-- Opening Marker --
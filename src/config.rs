use std::path::{Path, PathBuf};
use std::time::Duration;

use anyhow::Context;
use serde::Deserialize;

use crate::error::ConfigError;

/// Config file looked up in the watched root when no explicit path is given.
pub const CONFIG_FILE: &str = "cfx-sorter.toml";

/// Configuration loaded from `cfx-sorter.toml`.
///
/// Every key is optional; missing keys take the defaults the CFX96 export
/// layout has historically used.
#[derive(Debug, Clone, Deserialize)]
#[serde(default)]
pub struct SorterConfig {
    /// Token separating the run title from the rest of an exported file name.
    pub separator: String,
    /// Substrings marking quantification result exports (case-sensitive).
    pub raw_result_markers: Vec<String>,
    /// Glob patterns matched against base names; matches are never moved.
    pub ignore: Vec<String>,
    /// Pause before each move so the instrument can release the file.
    pub move_delay_ms: u64,
    /// Log file path. Relative paths are resolved against the watched root.
    pub log_file: PathBuf,
    /// `EnvFilter` directive used when `RUST_LOG` is not set.
    pub log_level: String,
}

impl Default for SorterConfig {
    fn default() -> Self {
        Self {
            separator: " - ".to_string(),
            raw_result_markers: vec![
                "Quantification Cq Results_0".to_string(),
                "Quantification Amplification Results".to_string(),
            ],
            ignore: vec![
                "*.DS_Store*".to_string(),
                "Thumbs.db".to_string(),
                "desktop.ini".to_string(),
                "*.log".to_string(),
            ],
            move_delay_ms: 1000,
            log_file: PathBuf::from("cfx-sorter.log"),
            log_level: "info".to_string(),
        }
    }
}

impl SorterConfig {
    /// Load configuration from `cfx-sorter.toml` in the given root directory.
    ///
    /// Returns a default configuration if the file does not exist or cannot be parsed.
    pub fn load(root: &Path) -> Self {
        let config_path = root.join(CONFIG_FILE);

        if !config_path.exists() {
            return Self::default();
        }

        match std::fs::read_to_string(&config_path) {
            Ok(contents) => match toml::from_str::<Self>(&contents) {
                Ok(config) => config,
                Err(err) => {
                    eprintln!("warning: failed to parse {CONFIG_FILE}: {err}. Using defaults.");
                    Self::default()
                }
            },
            Err(err) => {
                eprintln!("warning: failed to read {CONFIG_FILE}: {err}. Using defaults.");
                Self::default()
            }
        }
    }

    /// Load configuration from an explicitly named file. Unlike [`load`](Self::load),
    /// a missing or malformed file is an error.
    pub fn load_from(path: &Path) -> anyhow::Result<Self> {
        let contents = std::fs::read_to_string(path)
            .with_context(|| format!("failed to read config {}", path.display()))?;
        toml::from_str(&contents)
            .with_context(|| format!("failed to parse config {}", path.display()))
    }

    /// Resolve the config for a watched root: the explicit file if one was given,
    /// otherwise `cfx-sorter.toml` in the root.
    pub fn resolve(root: &Path, explicit: Option<&Path>) -> anyhow::Result<Self> {
        let config = match explicit {
            Some(path) => Self::load_from(path)?,
            None => Self::load(root),
        };
        config.validate()?;
        Ok(config)
    }

    pub fn validate(&self) -> Result<(), ConfigError> {
        if self.separator.is_empty() {
            return Err(ConfigError::EmptySeparator);
        }
        if self.raw_result_markers.iter().any(|m| m.is_empty()) {
            return Err(ConfigError::EmptyMarker);
        }
        for pattern in &self.ignore {
            if let Err(err) = glob::Pattern::new(pattern) {
                return Err(ConfigError::BadPattern {
                    pattern: pattern.clone(),
                    reason: err.to_string(),
                });
            }
        }
        Ok(())
    }

    pub fn move_delay(&self) -> Duration {
        Duration::from_millis(self.move_delay_ms)
    }

    /// Absolute log file path for a watched root.
    pub fn log_path(&self, root: &Path) -> PathBuf {
        if self.log_file.is_absolute() {
            self.log_file.clone()
        } else {
            root.join(&self.log_file)
        }
    }
}

#[cfg(test)]
mod tests {
    use super::*;
    use std::fs;

    #[test]
    fn test_load_missing_file_returns_defaults() {
        let dir = tempfile::tempdir().unwrap();
        let config = SorterConfig::load(dir.path());
        assert_eq!(config.separator, " - ");
        assert_eq!(config.move_delay(), Duration::from_secs(1));
        assert_eq!(config.raw_result_markers.len(), 2);
    }

    #[test]
    fn test_load_partial_file_keeps_other_defaults() {
        let dir = tempfile::tempdir().unwrap();
        fs::write(
            dir.path().join(CONFIG_FILE),
            "separator = \"-\"\nmove_delay_ms = 250\n",
        )
        .unwrap();

        let config = SorterConfig::load(dir.path());
        assert_eq!(config.separator, "-");
        assert_eq!(config.move_delay(), Duration::from_millis(250));
        assert!(
            config.ignore.contains(&"*.log".to_string()),
            "unspecified keys should keep defaults"
        );
    }

    #[test]
    fn test_load_malformed_file_falls_back_to_defaults() {
        let dir = tempfile::tempdir().unwrap();
        fs::write(dir.path().join(CONFIG_FILE), "separator = [").unwrap();
        let config = SorterConfig::load(dir.path());
        assert_eq!(config.separator, " - ");
    }

    #[test]
    fn test_load_from_malformed_file_is_error() {
        let dir = tempfile::tempdir().unwrap();
        let path = dir.path().join("custom.toml");
        fs::write(&path, "move_delay_ms = \"soon\"").unwrap();
        assert!(SorterConfig::load_from(&path).is_err());
        assert!(SorterConfig::load_from(&dir.path().join("absent.toml")).is_err());
    }

    #[test]
    fn test_validate_rejects_empty_separator_and_bad_glob() {
        let config = SorterConfig {
            separator: String::new(),
            ..SorterConfig::default()
        };
        assert!(matches!(config.validate(), Err(ConfigError::EmptySeparator)));

        let config = SorterConfig {
            ignore: vec!["[".to_string()],
            ..SorterConfig::default()
        };
        assert!(matches!(
            config.validate(),
            Err(ConfigError::BadPattern { .. })
        ));

        let config = SorterConfig {
            raw_result_markers: vec![String::new()],
            ..SorterConfig::default()
        };
        assert!(matches!(config.validate(), Err(ConfigError::EmptyMarker)));
    }

    #[test]
    fn test_log_path_relative_to_root() {
        let config = SorterConfig::default();
        let root = Path::new("/watch");
        assert_eq!(config.log_path(root), PathBuf::from("/watch/cfx-sorter.log"));

        let config = SorterConfig {
            log_file: PathBuf::from("/var/log/cfx.log"),
            ..SorterConfig::default()
        };
        assert_eq!(config.log_path(root), PathBuf::from("/var/log/cfx.log"));
    }
}
use std::path::PathBuf;

use chrono::NaiveDate;
use clap::{Parser, Subcommand};

/// Files CFX96 exports into date/run/category folders as they appear.
///
/// cfx-sorter watches the instrument's export directory. Files named
/// `<run> - <kind>` are moved to `YYYYMMDD/<run>/RawResults` or
/// `YYYYMMDD/<run>/Misc`; everything else goes to `GeneralMisc`.
#[derive(Parser, Debug)]
#[command(
    name = "cfx-sorter",
    version,
    about,
    long_about = None,
    propagate_version = true,
)]
pub struct Cli {
    #[command(subcommand)]
    pub command: Commands,
}

#[derive(Subcommand, Debug)]
pub enum Commands {
    /// Watch a directory and sort newly created files until interrupted.
    Watch {
        /// Directory the instrument exports into.
        #[arg(default_value = ".")]
        path: PathBuf,

        /// Config file to use instead of `cfx-sorter.toml` in the watched directory.
        #[arg(long)]
        config: Option<PathBuf>,
    },

    /// Show where a file name would be sorted to, without touching the disk.
    Classify {
        /// Base name of the exported file.
        name: String,

        /// Watched directory the destination is resolved against.
        #[arg(long, default_value = ".")]
        root: PathBuf,

        /// Day the file is treated as arriving on (YYYY-MM-DD). Defaults to today.
        #[arg(long)]
        date: Option<NaiveDate>,

        /// Config file to use instead of `cfx-sorter.toml` in the root.
        #[arg(long)]
        config: Option<PathBuf>,

        /// Output the result as JSON instead of human-readable text.
        #[arg(long)]
        json: bool,
    },
}
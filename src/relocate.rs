use std::path::{Path, PathBuf};
use std::sync::Arc;
use std::time::Duration;

use crate::activity::{Activity, ActivityLog};
use crate::artifacts::ArtifactFilter;

/// Result of one relocation attempt.
#[derive(Debug, Clone, PartialEq, Eq)]
pub enum MoveOutcome {
    Moved { target: PathBuf },
    SkippedIgnorable,
    /// The target was already occupied. Nothing was overwritten or moved.
    SkippedCollision { target: PathBuf },
    Failed { reason: String },
}

/// Moves freshly exported files into their destination directory without
/// ever replacing an existing file.
pub struct Relocator {
    delay: Duration,
    filter: ArtifactFilter,
    log: Arc<dyn ActivityLog>,
}

impl Relocator {
    pub fn new(delay: Duration, filter: ArtifactFilter, log: Arc<dyn ActivityLog>) -> Self {
        Self { delay, filter, log }
    }

    /// Move `source` into `destination`, keeping its base name.
    ///
    /// Waits `delay` before renaming: on some platforms the creation
    /// notification arrives while the instrument software still has the file
    /// open. Failures are reported and returned, never retried.
    pub async fn relocate(&self, destination: &Path, source: &Path) -> MoveOutcome {
        let Some(file_name) = source.file_name().map(|n| n.to_string_lossy().into_owned())
        else {
            let reason = format!("{} has no file name", source.display());
            self.log.record(&Activity::MoveFailed {
                file: source.display().to_string(),
                reason: reason.clone(),
            });
            return MoveOutcome::Failed { reason };
        };

        if self.filter.is_ignorable(&file_name) {
            return MoveOutcome::SkippedIgnorable;
        }

        let target = destination.join(&file_name);
        if occupied(&target) {
            return self.collision(file_name, target);
        }

        if !self.delay.is_zero() {
            tokio::time::sleep(self.delay).await;
        }

        // Something may have landed on the target during the delay.
        if occupied(&target) {
            return self.collision(file_name, target);
        }

        match tokio::fs::rename(source, &target).await {
            Ok(()) => {
                let dest_dir = destination
                    .file_name()
                    .map(|n| n.to_string_lossy().into_owned())
                    .unwrap_or_else(|| destination.display().to_string());
                self.log.record(&Activity::Moved {
                    file: file_name,
                    dest_dir,
                });
                MoveOutcome::Moved { target }
            }
            Err(err) => {
                let reason = err.to_string();
                self.log.record(&Activity::MoveFailed {
                    file: file_name,
                    reason: reason.clone(),
                });
                MoveOutcome::Failed { reason }
            }
        }
    }

    fn collision(&self, file: String, target: PathBuf) -> MoveOutcome {
        self.log.record(&Activity::Collision {
            file,
            target: target.clone(),
        });
        MoveOutcome::SkippedCollision { target }
    }
}

/// True for anything at `path`, including dangling symlinks.
fn occupied(path: &Path) -> bool {
    std::fs::symlink_metadata(path).is_ok()
}
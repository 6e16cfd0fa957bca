//! Abstract request description.

use bytes::Bytes;
use http::{Method, Uri};

use crate::attribute::CacheLoadControl;
use crate::headers::HeaderList;

/// Description of one operation handed to the reply engine.
///
/// Carries everything the engine needs to decide cache behavior and dispatch
/// a transport: URL, verb, caller-supplied headers and the cache controls.
/// Upload bodies travel separately, owned by the engine.
#[derive(Debug, Clone)]
pub struct Request {
    url: Uri,
    method: Method,
    headers: HeaderList,
    cache_load_control: CacheLoadControl,
    cache_save_enabled: bool,
    read_buffer_max_size: u64,
}

impl Request {
    /// Creates a request for `url` with the given verb and defaults:
    /// `PreferNetwork` cache policy, cache writes enabled, unlimited read
    /// buffer.
    pub fn new(method: Method, url: Uri) -> Self {
        Self {
            url,
            method,
            headers: HeaderList::new(),
            cache_load_control: CacheLoadControl::default(),
            cache_save_enabled: true,
            read_buffer_max_size: 0,
        }
    }

    /// Convenience constructor for a GET request.
    pub fn get(url: Uri) -> Self {
        Self::new(Method::GET, url)
    }

    /// The request URL.
    pub fn url(&self) -> &Uri {
        &self.url
    }

    /// The request verb.
    pub fn method(&self) -> &Method {
        &self.method
    }

    /// Caller-supplied headers.
    pub fn headers(&self) -> &HeaderList {
        &self.headers
    }

    /// Mutable access to the caller-supplied headers.
    pub fn headers_mut(&mut self) -> &mut HeaderList {
        &mut self.headers
    }

    /// Sets a header, replacing any existing occurrence.
    pub fn set_header(&mut self, name: impl Into<Bytes>, value: impl Into<Bytes>) -> &mut Self {
        self.headers.set(name, value);
        self
    }

    /// The cache read policy for this operation.
    pub fn cache_load_control(&self) -> CacheLoadControl {
        self.cache_load_control
    }

    /// Sets the cache read policy.
    pub fn set_cache_load_control(&mut self, control: CacheLoadControl) -> &mut Self {
        self.cache_load_control = control;
        self
    }

    /// Whether the response may be written to the cache.
    pub fn cache_save_enabled(&self) -> bool {
        self.cache_save_enabled
    }

    /// Enables or disables cache writes for this operation.
    pub fn set_cache_save_enabled(&mut self, enabled: bool) -> &mut Self {
        self.cache_save_enabled = enabled;
        self
    }

    /// Consumer read-buffer cap in bytes; `0` means unlimited.
    pub fn read_buffer_max_size(&self) -> u64 {
        self.read_buffer_max_size
    }

    /// Sets the consumer read-buffer cap (`0` = unlimited).
    pub fn set_read_buffer_max_size(&mut self, size: u64) -> &mut Self {
        self.read_buffer_max_size = size;
        self
    }
}
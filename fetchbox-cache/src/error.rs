//! Error types for cache backends.

use thiserror::Error;

/// Error type for cache backend internals.
///
/// The protocol methods the engine calls return `Option`/`bool` so that any
/// backend failure degrades to "cache unusable for this reply"; this type
/// carries the diagnostics backends log before degrading.
#[derive(Debug, Error, PartialEq, Eq)]
pub enum CacheError {
    /// Stored metadata could not be decoded.
    #[error("stored metadata is malformed")]
    MetaDecode,
}
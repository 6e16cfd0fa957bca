//! Engine tuning parameters.

use std::time::Duration;

/// Tuning parameters for the shared-object registry.
#[derive(Debug, Clone)]
pub struct AccessCacheConfig {
    /// How long an idle, expirable entry survives before disposal.
    pub expiry_window: Duration,
    /// Wakeup deadlines are rounded up to this boundary so near-simultaneous
    /// expirations coalesce into one timer fire.
    pub timer_granularity: Duration,
}

impl Default for AccessCacheConfig {
    fn default() -> Self {
        Self {
            expiry_window: Duration::from_secs(120),
            timer_granularity: Duration::from_secs(16),
        }
    }
}

/// Manager-level configuration.
#[derive(Debug, Clone)]
pub struct ManagerConfig {
    /// Registry tuning.
    pub access_cache: AccessCacheConfig,
    /// Bound on the wait for outstanding transport work during shutdown.
    pub shutdown_timeout: Duration,
}

impl ManagerConfig {
    /// Defaults: 120 s expiry window, 16 s timer granularity, 5 s shutdown
    /// bound.
    pub fn new() -> Self {
        Self {
            access_cache: AccessCacheConfig::default(),
            shutdown_timeout: Duration::from_secs(5),
        }
    }
}

impl Default for ManagerConfig {
    fn default() -> Self {
        Self::new()
    }
}
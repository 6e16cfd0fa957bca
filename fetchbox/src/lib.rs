#![doc = include_str!("../README.md")]
#![warn(missing_docs)]

/// Shared-object registry with reference counting and delayed expiry.
///
/// Transports park expensive objects (connections, sessions, credential
/// stores) here so concurrent replies can share them. Non-shareable objects
/// are handed to one waiter at a time through a FIFO queue.
pub mod access_cache;

/// Credential caching and challenge answering.
///
/// [`AuthenticationManager`](auth::AuthenticationManager) stores
/// `(realm, domain) -> (user, password)` tuples for origins and proxies;
/// [`AuthHandler`](auth::AuthHandler) lets the application answer challenges
/// nothing cached can.
pub mod auth;

/// Engine tuning parameters.
pub mod config;

/// Cookie jar integration point.
pub mod cookie;

/// Error types for reply operations.
pub mod error;

/// The reply state machine: per-reply driver task, lifecycle states and the
/// consumer-facing handle.
pub mod fsm;

/// The reply manager and its builder.
pub mod manager;

/// Transport backends and their event protocol.
pub mod transport;

pub use access_cache::{AccessCache, CacheableObject, SharedObject};
pub use auth::{AuthHandler, AuthenticationManager, Authenticator, Credential, Proxy, ProxyKind};
pub use config::{AccessCacheConfig, ManagerConfig};
pub use cookie::CookieJar;
pub use error::ReplyError;
pub use fsm::{ReplyHandle, ReplyState, UploadBody};
pub use manager::{ReplyManager, ReplyManagerBuilder};
pub use transport::{
    AuthChallenge, DataTransportFactory, FileTransportFactory, ResponseHead, TransportBackend,
    TransportContext, TransportEvent, TransportFactory,
};

pub use fetchbox_cache::{CacheWriter, ContentStream, MemoryCache, NetworkCache};
pub use fetchbox_core::{
    Attribute, AttributeMap, AttributeValue, CacheLoadControl, CacheMetaData, HeaderList, Request,
};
-- Closing Marker --
■ ACTIVITY: Gather each line of the listing that holds the string "ignore".

■ TASK SOLUTION:
    pub ignore: Vec<String>,
            ignore: vec![
        for pattern in &self.ignore {
            config.ignore.contains(&"*.log".to_string()),
            ignore: vec!["[".to_string()],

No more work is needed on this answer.